WHAT TO PRODUCE: Report every line below that carries the word "Serialize".
(DATASET EXTRACT begins)
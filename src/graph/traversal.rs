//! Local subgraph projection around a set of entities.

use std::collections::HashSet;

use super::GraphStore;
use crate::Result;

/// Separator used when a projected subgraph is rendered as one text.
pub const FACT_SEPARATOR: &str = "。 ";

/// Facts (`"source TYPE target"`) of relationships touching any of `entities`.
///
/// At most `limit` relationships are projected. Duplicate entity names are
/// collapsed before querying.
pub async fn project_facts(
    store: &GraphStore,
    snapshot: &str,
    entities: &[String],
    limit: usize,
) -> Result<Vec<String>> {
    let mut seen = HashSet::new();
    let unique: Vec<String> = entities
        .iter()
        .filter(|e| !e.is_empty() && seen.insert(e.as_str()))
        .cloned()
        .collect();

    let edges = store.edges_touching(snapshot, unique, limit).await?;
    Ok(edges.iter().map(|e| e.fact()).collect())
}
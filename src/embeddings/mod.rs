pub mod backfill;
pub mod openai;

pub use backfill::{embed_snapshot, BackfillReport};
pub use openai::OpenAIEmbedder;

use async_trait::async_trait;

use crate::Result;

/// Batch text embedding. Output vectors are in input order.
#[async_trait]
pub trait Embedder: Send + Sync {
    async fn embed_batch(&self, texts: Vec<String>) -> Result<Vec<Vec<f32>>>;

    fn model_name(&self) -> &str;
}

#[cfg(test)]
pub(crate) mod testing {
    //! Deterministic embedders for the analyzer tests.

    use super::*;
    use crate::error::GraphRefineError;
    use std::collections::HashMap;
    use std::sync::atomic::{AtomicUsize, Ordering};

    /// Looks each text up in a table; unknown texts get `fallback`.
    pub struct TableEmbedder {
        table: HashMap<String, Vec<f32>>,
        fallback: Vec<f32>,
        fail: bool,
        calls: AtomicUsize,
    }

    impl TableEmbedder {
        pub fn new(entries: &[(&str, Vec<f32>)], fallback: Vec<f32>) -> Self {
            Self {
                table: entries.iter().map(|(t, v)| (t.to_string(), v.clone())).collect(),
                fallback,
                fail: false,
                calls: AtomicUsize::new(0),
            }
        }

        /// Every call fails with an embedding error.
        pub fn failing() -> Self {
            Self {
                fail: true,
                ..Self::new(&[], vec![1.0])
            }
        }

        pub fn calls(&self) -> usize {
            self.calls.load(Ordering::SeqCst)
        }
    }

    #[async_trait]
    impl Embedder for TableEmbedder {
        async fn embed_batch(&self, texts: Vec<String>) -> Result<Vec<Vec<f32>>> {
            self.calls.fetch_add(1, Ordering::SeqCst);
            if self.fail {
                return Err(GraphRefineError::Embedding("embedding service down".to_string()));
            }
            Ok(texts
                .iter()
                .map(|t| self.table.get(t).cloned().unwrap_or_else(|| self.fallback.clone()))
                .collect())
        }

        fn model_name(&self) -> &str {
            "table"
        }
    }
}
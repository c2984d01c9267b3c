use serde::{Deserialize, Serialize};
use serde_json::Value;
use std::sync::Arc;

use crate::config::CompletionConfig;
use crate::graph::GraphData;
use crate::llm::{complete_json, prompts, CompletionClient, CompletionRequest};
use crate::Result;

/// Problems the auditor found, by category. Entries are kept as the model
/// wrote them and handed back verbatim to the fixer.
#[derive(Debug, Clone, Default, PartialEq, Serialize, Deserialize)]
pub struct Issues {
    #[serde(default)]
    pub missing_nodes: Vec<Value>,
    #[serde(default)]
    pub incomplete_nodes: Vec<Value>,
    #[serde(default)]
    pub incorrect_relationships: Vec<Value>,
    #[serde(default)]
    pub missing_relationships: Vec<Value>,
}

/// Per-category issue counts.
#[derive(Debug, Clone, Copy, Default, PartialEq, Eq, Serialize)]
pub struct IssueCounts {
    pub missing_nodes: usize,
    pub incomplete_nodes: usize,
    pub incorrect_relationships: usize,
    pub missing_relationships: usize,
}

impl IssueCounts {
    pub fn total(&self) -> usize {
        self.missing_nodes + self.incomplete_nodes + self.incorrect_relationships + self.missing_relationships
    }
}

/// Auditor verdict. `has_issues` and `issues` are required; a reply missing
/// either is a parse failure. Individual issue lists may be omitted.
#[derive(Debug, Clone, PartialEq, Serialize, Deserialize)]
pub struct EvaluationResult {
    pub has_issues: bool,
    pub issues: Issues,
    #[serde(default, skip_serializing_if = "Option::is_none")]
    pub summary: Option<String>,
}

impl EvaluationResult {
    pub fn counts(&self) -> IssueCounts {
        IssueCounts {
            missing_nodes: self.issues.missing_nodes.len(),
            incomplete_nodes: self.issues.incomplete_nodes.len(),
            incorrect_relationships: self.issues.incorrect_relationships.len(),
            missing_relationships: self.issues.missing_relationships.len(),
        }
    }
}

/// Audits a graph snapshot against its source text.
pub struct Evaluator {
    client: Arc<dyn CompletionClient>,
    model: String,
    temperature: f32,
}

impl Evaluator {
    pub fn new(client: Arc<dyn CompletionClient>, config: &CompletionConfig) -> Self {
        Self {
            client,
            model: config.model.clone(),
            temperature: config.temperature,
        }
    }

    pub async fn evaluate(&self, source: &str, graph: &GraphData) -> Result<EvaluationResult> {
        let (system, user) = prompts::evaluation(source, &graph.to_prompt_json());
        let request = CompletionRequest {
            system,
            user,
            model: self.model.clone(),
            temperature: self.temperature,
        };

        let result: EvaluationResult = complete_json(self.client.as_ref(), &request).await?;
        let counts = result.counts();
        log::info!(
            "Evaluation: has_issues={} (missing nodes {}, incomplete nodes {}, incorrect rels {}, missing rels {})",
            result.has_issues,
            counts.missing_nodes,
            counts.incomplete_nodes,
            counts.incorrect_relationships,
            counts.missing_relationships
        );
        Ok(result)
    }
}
(DATASET EXTRACT ends)
WRITTEN SOLUTION:
use serde::{Deserialize, Serialize};
#[derive(Debug, Clone, Default, PartialEq, Serialize, Deserialize)]
#[derive(Debug, Clone, Copy, Default, PartialEq, Eq, Serialize)]
#[derive(Debug, Clone, PartialEq, Serialize, Deserialize)]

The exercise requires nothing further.